Already, the first day of the trial wasn’t looking good for Pastor Kalupeteca. Human rights activist Kapwatcha was at the trial in Huambo on Monday.
"The police did not allow us to enter," he said. "The attorneys and the family of Pastor Kalupeteca did not enter. Even around court, there were soldiers so there wasn’t freedom. The atmosphere was not good."
He thinks that the trial is the government’s way of "putting an end to the church".
Since the massacre, the government has described the church members as violent, religious fanatics. They’ve also linked the church to the opposition, UNITA, even though there is no evidence of this.
Péclard thinks that the church and its followers made the government nervous.

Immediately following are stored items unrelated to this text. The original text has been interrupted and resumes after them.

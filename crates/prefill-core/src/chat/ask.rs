//! One-shot prefixed completion.
//!
//! A single prompt, an optional system instruction, and an optional reply
//! prefix. Used for the non-interactive demos: forcing an output language,
//! skipping preambles, or pinning a reply format.

use tracing::{Instrument, info_span};

use prefill_types::chat::Transcript;
use prefill_types::config::ChatConfig;
use prefill_types::error::ChatError;
use prefill_types::llm::{CompletionRequest, Usage};

use crate::llm::box_provider::BoxLlmProvider;

use super::prefix::displayed_reply;

/// Result of a one-shot ask.
#[derive(Debug)]
pub struct AskOutcome {
    pub prefix: String,
    pub full_text: String,
    pub displayed: String,
    pub usage: Usage,
    /// Set when the service ignored the prefix; `displayed` is then the
    /// full text.
    pub violation: Option<ChatError>,
}

/// Send `prompt` with `prefix` as the start of the reply.
///
/// The configured roster is not used here; pass a speaker prefix
/// explicitly if one is wanted.
pub async fn ask(
    provider: &BoxLlmProvider,
    config: &ChatConfig,
    prompt: &str,
    prefix: &str,
) -> Result<AskOutcome, ChatError> {
    config.validate()?;
    let prompt = prompt.trim();
    if prompt.is_empty() {
        return Err(ChatError::Input("prompt must not be empty".to_string()));
    }

    let mut transcript = Transcript::new();
    transcript.push_user(prompt);

    let request = CompletionRequest {
        model: config.model.clone(),
        messages: transcript.request_messages(prefix),
        system: config.system_instruction.clone(),
        max_tokens: config.max_response_tokens,
        temperature: config.temperature,
    };

    let span = info_span!(
        "gen_ai.ask",
        gen_ai.system = provider.name(),
        gen_ai.request.model = %request.model,
        gen_ai.request.max_tokens = request.max_tokens,
    );
    let response = provider.complete(&request).instrument(span).await?;

    let (displayed, violation) = displayed_reply(&response.content, prefix);
    Ok(AskOutcome {
        prefix: prefix.to_string(),
        full_text: response.content,
        displayed,
        usage: response.usage,
        violation,
    })
}

#[cfg(test)]
mod tests {
    use super::*;
    use crate::chat::test_support::{MockProvider, Scripted};
    use prefill_types::llm::LlmError;

    fn provider(script: Vec<Scripted>) -> (BoxLlmProvider, std::sync::Arc<std::sync::Mutex<Vec<CompletionRequest>>>) {
        let (mock, requests) = MockProvider::new(script);
        (BoxLlmProvider::new(mock), requests)
    }

    #[tokio::test]
    async fn test_ask_strips_prefix() {
        let (provider, requests) = provider(vec![Scripted::text("{\"name\": \"Ada\"}")]);
        let config = ChatConfig::new("test-model", 100);

        let outcome = ask(&provider, &config, "Extract the name as JSON", "{")
            .await
            .unwrap();
        assert_eq!(outcome.displayed, "\"name\": \"Ada\"}");
        assert_eq!(outcome.full_text, "{\"name\": \"Ada\"}");
        assert!(outcome.violation.is_none());

        let sent = requests.lock().unwrap();
        assert_eq!(sent[0].messages.len(), 2);
        assert_eq!(sent[0].prefill(), Some("{"));
    }

    #[tokio::test]
    async fn test_ask_reports_violation() {
        let (provider, _) = provider(vec![Scripted::text("Sure! Here it is.")]);
        let config = ChatConfig::new("test-model", 100);

        let outcome = ask(&provider, &config, "Hi", "Oui").await.unwrap();
        assert_eq!(outcome.displayed, "Sure! Here it is.");
        assert!(matches!(outcome.violation, Some(ChatError::ContractViolation { .. })));
    }

    #[tokio::test]
    async fn test_ask_rejects_empty_prompt() {
        let (provider, requests) = provider(vec![]);
        let config = ChatConfig::new("test-model", 100);

        let err = ask(&provider, &config, "  ", "").await.unwrap_err();
        assert!(matches!(err, ChatError::Input(_)));
        assert!(requests.lock().unwrap().is_empty());
    }

    #[tokio::test]
    async fn test_ask_propagates_service_error() {
        let (provider, _) = provider(vec![Scripted::Timeout]);
        let config = ChatConfig::new("test-model", 100);

        let err = ask(&provider, &config, "Hi", "").await.unwrap_err();
        assert!(matches!(err, ChatError::Service(LlmError::Timeout)));
    }
}
//! Conversation domain types: turns, transcripts, speaker rosters, and the
//! loop state machine.

use std::fmt;

use serde::{Deserialize, Serialize};

use crate::error::ChatError;
use crate::llm::{Message, MessageRole};

/// The input line that ends a chat session.
pub const QUIT_SENTINEL: &str = "quit";

/// One turn of a conversation.
///
/// `is_partial` is only meaningful for assistant turns and is only ever set
/// on the synthetic prefix turn of an outgoing request.
#[derive(Debug, Clone, PartialEq, Eq, Serialize, Deserialize)]
pub struct Turn {
    pub role: MessageRole,
    pub text: String,
    #[serde(default)]
    pub is_partial: bool,
}

impl Turn {
    pub fn user(text: impl Into<String>) -> Self {
        Self {
            role: MessageRole::User,
            text: text.into(),
            is_partial: false,
        }
    }

    pub fn assistant(text: impl Into<String>) -> Self {
        Self {
            role: MessageRole::Assistant,
            text: text.into(),
            is_partial: false,
        }
    }

    pub fn to_message(&self) -> Message {
        Message {
            role: self.role,
            content: self.text.clone(),
            partial: self.is_partial,
        }
    }
}

/// Ordered, append-only history of a session.
///
/// Only complete turns are stored; the partial prefix turn exists in the
/// outgoing request and nowhere else.
#[derive(Debug, Clone, Default, PartialEq, Eq, Serialize, Deserialize)]
pub struct Transcript {
    turns: Vec<Turn>,
}

impl Transcript {
    pub fn new() -> Self {
        Self::default()
    }

    pub fn push_user(&mut self, text: impl Into<String>) {
        self.turns.push(Turn::user(text));
    }

    pub fn push_assistant(&mut self, text: impl Into<String>) {
        self.turns.push(Turn::assistant(text));
    }

    pub fn turns(&self) -> &[Turn] {
        &self.turns
    }

    pub fn len(&self) -> usize {
        self.turns.len()
    }

    pub fn is_empty(&self) -> bool {
        self.turns.is_empty()
    }

    pub fn clear(&mut self) {
        self.turns.clear();
    }

    /// Messages for an outgoing request: every stored turn, followed by a
    /// partial assistant turn holding `prefix` when it is non-empty.
    pub fn request_messages(&self, prefix: &str) -> Vec<Message> {
        let mut messages: Vec<Message> = self.turns.iter().map(Turn::to_message).collect();
        if !prefix.is_empty() {
            messages.push(Message::prefill(prefix));
        }
        messages
    }
}

/// Identity labels used to build roleplay prefixes.
///
/// Always non-empty; names are trimmed and blank names rejected.
#[derive(Debug, Clone, PartialEq, Eq, Serialize, Deserialize)]
#[serde(try_from = "Vec<String>", into = "Vec<String>")]
pub struct SpeakerRoster {
    names: Vec<String>,
}

impl SpeakerRoster {
    pub fn new<I, S>(names: I) -> Result<Self, ChatError>
    where
        I: IntoIterator<Item = S>,
        S: Into<String>,
    {
        let mut collected = Vec::new();
        for name in names {
            let name = name.into().trim().to_string();
            if name.is_empty() {
                return Err(ChatError::Config("speaker names must not be blank".to_string()));
            }
            if !collected.contains(&name) {
                collected.push(name);
            }
        }
        if collected.is_empty() {
            return Err(ChatError::Config("speaker roster must not be empty".to_string()));
        }
        Ok(Self { names: collected })
    }

    pub fn names(&self) -> &[String] {
        &self.names
    }

    pub fn len(&self) -> usize {
        self.names.len()
    }

    pub fn is_empty(&self) -> bool {
        self.names.is_empty()
    }

    pub fn get(&self, index: usize) -> Option<&str> {
        self.names.get(index).map(String::as_str)
    }
}

impl TryFrom<Vec<String>> for SpeakerRoster {
    type Error = ChatError;

    fn try_from(value: Vec<String>) -> Result<Self, Self::Error> {
        Self::new(value)
    }
}

impl From<SpeakerRoster> for Vec<String> {
    fn from(value: SpeakerRoster) -> Self {
        value.names
    }
}

/// States of the conversation loop.
#[derive(Debug, Clone, Copy, PartialEq, Eq, Serialize, Deserialize)]
#[serde(rename_all = "snake_case")]
pub enum LoopState {
    AwaitingInput,
    RequestInFlight,
    Terminated,
}

impl fmt::Display for LoopState {
    fn fmt(&self, f: &mut fmt::Formatter<'_>) -> fmt::Result {
        match self {
            LoopState::AwaitingInput => write!(f, "awaiting_input"),
            LoopState::RequestInFlight => write!(f, "request_in_flight"),
            LoopState::Terminated => write!(f, "terminated"),
        }
    }
}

"I think that this trial and the massacre are the expression of a double insecurity. On the one hand, the success of the church itself is an expression of the feeling of insecurity for the rural population in Angola. The regime, on the other hand, fears anything that might look like civilian movements of rebellion."
Luz do Mundo may have brought together a large groups of people, but there doesn’t seem to be evidence that it was rebelling against Angola’s leading party, the MPLA, in any way. In fact, sources told RFI that Kaleputeca had even appeared in commercials for local MPLA politicians in the past.
Despite the high number of alleged dead and the many uncertainties around the trial, there has been little press about it. Paulo Ingles, a doctoral student in Germany who studies post-conflict Angola, said there were many reasons for this.
"There is a kind of indifference because it happened in Huambo. I think if this had happened in Luanda, maybe it would be would be different," said Ingles, who’s originally from the Angolan Central Highlands, where the incident took place. "Also, there is an economic crisis going on in Angola. Finally, the government controls information and many people believe what officials say about the church being full of fanatics."
This trial hasn’t been getting much international press, either. Many countries are currently forging economic ties with oil and diamond-rich Angola and are treading very lightly in terms of criticism on human rights issues.